« Il n’y a pas eu de nouvelles initiatives pour les écoles de la région. Les préparatifs de cette année se sont limités à des travaux routiniers de maintenance et à la distribution de matériels », déclare Mongi Manser, délégué régional de l’éducation dans la région de Médenine. Ces travaux concernent actuellement 50 écoles primaires, et leur état d’avancement est variable, a-t-il précisé. Selon le délégué, pour palier certains retards, il s’agit d’assurer « des solutions alternatives comme la location de propriétés ou l’emprunt d’espaces administratifs non-exploités à l’instar de celle de la solidarité dans le gouvernorat de Médenine ».

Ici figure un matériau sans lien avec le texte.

//! Wire form of binary payloads: `{"_bin": "<base64>"}`.

use base64::engine::general_purpose::STANDARD;
use base64::Engine;
use serde::{Deserialize, Deserializer, Serialize, Serializer};
use serde_json::{json, Value};

/// Raw bytes carried inside a JSON envelope.
#[derive(Debug, Clone, PartialEq, Eq, Serialize, Deserialize)]
pub struct BinaryPayload {
    #[serde(
        rename = "_bin",
        serialize_with = "serialize_base64",
        deserialize_with = "deserialize_base64"
    )]
    pub data: Vec<u8>,
}

impl BinaryPayload {
    pub fn new(data: Vec<u8>) -> Self {
        Self { data }
    }

    /// Recognize a `{"_bin": ...}` object, `None` for anything else.
    pub fn from_value(value: &Value) -> Option<Result<Self, base64::DecodeError>> {
        let encoded = value.as_object()?.get("_bin")?.as_str()?;
        Some(STANDARD.decode(encoded).map(Self::new))
    }
}

/// Encode bytes as a binary payload value.
pub fn binary_value(data: &[u8]) -> Value {
    json!({ "_bin": STANDARD.encode(data) })
}

fn serialize_base64<S: Serializer>(data: &[u8], serializer: S) -> Result<S::Ok, S::Error> {
    serializer.serialize_str(&STANDARD.encode(data))
}

fn deserialize_base64<'de, D: Deserializer<'de>>(deserializer: D) -> Result<Vec<u8>, D::Error> {
    let encoded = String::deserialize(deserializer)?;
    STANDARD.decode(encoded).map_err(serde::de::Error::custom)
}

Manque de couverture et rôle limité des acteurs locaux

Or dans les faits, la réaction des délégués régionaux de différents gouvernorats s’avère improvisée et insuffisante face aux problèmes qui entravent la bonne marche de plusieurs écoles primaires. Autant de questions mises en évidence lors des protestations continuelles des habitants à chaque rentrée scolaire. La population de Henchir Bichi, dans la région de Kairouan, s’indigne du manque d’eau. Les habitants de Guetaya, au nord de Kebili, ont fait grève à cause de l’état des salles de classes qui menacent de s’effondrer. A Om Fareth, dans le même gouvernorat, les parents d’élèves exigent  une clôture autour de l’école, tandis que ceux de la zone d’el-Dhraâ, à Sidi Bouzid, revendiquent  l’aménagement de la route menant à l’établissement. Quant aux élèves de Kessra au cœur de la montagne de Balouta, ils ne disposent pas de moyen de transport adaptés aux conditions particulières de la région. Autant de préoccupations lancinantes qui restreignent  les activités quotidiennes des parents comme des élèves.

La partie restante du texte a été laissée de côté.